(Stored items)
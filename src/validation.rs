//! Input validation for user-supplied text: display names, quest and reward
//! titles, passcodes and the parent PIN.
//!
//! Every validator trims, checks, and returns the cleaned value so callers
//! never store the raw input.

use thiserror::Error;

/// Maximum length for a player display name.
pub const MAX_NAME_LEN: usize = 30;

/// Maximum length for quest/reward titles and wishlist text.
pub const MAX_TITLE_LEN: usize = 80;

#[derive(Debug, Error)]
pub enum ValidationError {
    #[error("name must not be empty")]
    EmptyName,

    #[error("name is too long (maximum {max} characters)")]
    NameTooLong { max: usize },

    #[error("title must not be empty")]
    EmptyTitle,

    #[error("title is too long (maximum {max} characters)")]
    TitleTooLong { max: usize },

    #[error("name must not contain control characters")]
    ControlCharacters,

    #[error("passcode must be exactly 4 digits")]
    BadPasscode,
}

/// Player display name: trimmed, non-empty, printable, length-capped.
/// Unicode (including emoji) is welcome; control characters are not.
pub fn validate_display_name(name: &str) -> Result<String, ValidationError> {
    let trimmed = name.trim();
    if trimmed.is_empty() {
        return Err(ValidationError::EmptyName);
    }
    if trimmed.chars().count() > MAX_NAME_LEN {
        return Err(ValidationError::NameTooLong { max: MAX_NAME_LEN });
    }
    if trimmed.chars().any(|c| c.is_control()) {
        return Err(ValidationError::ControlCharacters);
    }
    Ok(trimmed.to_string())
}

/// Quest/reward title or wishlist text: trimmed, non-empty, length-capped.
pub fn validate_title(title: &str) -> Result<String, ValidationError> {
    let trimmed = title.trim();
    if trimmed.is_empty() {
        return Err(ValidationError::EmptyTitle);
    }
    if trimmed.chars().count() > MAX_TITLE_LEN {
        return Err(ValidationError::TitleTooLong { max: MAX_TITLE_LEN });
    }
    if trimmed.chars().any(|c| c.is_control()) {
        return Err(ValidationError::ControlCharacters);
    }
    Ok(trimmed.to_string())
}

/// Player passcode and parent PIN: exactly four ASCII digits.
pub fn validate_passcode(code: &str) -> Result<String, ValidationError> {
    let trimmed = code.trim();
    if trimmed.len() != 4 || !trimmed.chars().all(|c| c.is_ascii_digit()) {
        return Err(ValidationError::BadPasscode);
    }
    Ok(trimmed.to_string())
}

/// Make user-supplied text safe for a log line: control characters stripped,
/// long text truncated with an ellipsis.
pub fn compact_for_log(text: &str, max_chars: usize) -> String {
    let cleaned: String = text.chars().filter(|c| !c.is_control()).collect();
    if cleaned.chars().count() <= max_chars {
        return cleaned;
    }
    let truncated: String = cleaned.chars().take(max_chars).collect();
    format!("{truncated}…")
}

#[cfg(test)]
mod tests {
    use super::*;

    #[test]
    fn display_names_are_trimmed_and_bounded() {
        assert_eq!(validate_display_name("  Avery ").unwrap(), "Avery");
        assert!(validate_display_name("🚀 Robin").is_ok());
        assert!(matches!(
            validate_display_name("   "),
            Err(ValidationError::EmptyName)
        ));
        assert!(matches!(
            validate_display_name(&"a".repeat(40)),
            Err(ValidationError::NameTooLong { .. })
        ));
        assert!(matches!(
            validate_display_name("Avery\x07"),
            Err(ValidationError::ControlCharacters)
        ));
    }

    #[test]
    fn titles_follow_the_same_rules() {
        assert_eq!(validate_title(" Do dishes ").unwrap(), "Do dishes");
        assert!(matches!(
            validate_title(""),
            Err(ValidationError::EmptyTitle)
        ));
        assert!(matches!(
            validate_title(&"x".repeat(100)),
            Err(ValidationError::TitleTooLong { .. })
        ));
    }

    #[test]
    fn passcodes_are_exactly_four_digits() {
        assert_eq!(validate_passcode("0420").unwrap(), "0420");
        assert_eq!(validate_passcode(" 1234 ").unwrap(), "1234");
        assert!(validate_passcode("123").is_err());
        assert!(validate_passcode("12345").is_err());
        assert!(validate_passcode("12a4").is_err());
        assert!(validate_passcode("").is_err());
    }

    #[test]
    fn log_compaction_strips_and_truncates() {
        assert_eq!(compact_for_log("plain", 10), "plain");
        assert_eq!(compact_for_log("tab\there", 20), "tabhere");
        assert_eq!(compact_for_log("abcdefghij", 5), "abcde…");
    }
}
==
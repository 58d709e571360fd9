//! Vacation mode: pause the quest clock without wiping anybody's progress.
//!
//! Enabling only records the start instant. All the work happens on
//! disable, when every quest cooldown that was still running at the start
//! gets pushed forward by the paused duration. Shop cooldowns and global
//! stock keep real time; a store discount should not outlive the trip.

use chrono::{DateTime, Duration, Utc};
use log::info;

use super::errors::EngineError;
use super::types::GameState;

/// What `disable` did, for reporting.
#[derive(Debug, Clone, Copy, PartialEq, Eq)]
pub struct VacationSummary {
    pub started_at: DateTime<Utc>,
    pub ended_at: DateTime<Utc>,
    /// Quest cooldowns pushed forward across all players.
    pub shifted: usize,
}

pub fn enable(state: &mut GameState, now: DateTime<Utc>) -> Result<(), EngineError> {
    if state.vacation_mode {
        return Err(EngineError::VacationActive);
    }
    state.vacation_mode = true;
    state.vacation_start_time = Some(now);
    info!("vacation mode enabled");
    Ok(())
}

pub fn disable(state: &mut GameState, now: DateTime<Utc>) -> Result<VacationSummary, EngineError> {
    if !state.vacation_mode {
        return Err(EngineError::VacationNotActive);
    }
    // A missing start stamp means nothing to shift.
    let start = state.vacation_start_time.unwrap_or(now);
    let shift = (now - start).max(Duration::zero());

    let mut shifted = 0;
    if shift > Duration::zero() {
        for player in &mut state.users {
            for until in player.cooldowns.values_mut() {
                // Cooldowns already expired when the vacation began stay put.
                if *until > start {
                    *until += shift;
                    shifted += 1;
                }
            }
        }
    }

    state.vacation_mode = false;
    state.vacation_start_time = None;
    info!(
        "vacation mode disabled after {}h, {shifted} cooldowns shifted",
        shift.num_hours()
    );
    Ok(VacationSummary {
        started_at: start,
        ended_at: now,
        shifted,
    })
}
--
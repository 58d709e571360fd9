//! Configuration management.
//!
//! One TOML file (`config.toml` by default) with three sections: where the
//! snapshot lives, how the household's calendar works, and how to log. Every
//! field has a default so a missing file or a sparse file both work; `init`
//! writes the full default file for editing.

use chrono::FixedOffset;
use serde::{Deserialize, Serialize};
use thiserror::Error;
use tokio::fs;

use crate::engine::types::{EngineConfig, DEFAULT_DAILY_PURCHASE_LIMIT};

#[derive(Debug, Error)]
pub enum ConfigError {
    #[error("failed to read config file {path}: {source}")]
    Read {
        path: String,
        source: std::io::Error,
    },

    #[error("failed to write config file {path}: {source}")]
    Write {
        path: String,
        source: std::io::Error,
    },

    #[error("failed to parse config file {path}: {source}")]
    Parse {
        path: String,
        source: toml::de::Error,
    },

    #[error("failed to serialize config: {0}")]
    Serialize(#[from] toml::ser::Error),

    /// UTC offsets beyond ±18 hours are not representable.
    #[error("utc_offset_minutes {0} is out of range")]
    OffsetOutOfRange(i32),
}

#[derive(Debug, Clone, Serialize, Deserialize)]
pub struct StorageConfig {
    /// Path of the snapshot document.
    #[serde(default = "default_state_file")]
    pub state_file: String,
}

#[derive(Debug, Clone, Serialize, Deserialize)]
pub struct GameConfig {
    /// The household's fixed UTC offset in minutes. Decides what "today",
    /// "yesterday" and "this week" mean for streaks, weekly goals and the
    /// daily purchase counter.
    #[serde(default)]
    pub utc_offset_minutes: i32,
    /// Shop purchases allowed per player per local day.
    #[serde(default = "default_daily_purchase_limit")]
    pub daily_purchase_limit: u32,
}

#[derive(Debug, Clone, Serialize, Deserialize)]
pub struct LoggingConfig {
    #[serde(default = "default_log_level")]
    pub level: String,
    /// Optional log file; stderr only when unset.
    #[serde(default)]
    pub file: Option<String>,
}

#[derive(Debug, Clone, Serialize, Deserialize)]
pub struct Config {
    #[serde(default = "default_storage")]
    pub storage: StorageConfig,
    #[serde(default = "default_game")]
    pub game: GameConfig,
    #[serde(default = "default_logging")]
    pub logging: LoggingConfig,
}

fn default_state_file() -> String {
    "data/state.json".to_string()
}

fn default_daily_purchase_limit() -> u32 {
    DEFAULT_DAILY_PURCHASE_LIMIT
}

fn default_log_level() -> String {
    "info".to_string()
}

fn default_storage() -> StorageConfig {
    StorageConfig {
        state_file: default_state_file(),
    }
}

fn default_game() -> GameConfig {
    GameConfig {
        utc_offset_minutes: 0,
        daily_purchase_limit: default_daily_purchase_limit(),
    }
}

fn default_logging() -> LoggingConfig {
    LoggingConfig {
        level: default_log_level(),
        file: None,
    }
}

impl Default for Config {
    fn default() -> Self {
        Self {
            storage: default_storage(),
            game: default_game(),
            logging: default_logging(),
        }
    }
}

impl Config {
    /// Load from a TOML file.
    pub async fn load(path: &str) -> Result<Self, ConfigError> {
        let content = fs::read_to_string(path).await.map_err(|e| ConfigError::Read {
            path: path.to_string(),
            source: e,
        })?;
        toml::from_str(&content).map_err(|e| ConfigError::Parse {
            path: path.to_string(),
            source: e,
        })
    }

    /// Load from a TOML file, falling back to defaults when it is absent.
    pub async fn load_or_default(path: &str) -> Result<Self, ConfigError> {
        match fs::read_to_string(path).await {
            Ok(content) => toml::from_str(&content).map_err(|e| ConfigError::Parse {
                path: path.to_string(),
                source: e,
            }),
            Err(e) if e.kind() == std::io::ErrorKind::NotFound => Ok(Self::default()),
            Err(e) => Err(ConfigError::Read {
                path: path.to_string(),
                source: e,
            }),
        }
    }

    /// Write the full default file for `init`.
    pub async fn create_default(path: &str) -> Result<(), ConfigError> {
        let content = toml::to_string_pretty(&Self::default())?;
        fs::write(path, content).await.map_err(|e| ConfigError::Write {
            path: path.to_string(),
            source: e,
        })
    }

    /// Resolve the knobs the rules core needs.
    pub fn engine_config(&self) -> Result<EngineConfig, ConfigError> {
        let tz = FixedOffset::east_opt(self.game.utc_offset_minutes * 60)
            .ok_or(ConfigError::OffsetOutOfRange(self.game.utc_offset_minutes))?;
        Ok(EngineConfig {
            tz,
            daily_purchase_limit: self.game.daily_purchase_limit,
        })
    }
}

:: WHAT IS BEING ASKED ::
Look through the records and gather each line with the word "zero".

:: WRITTEN REPLY ::
    let shift = (now - start).max(Duration::zero());
    if shift > Duration::zero() {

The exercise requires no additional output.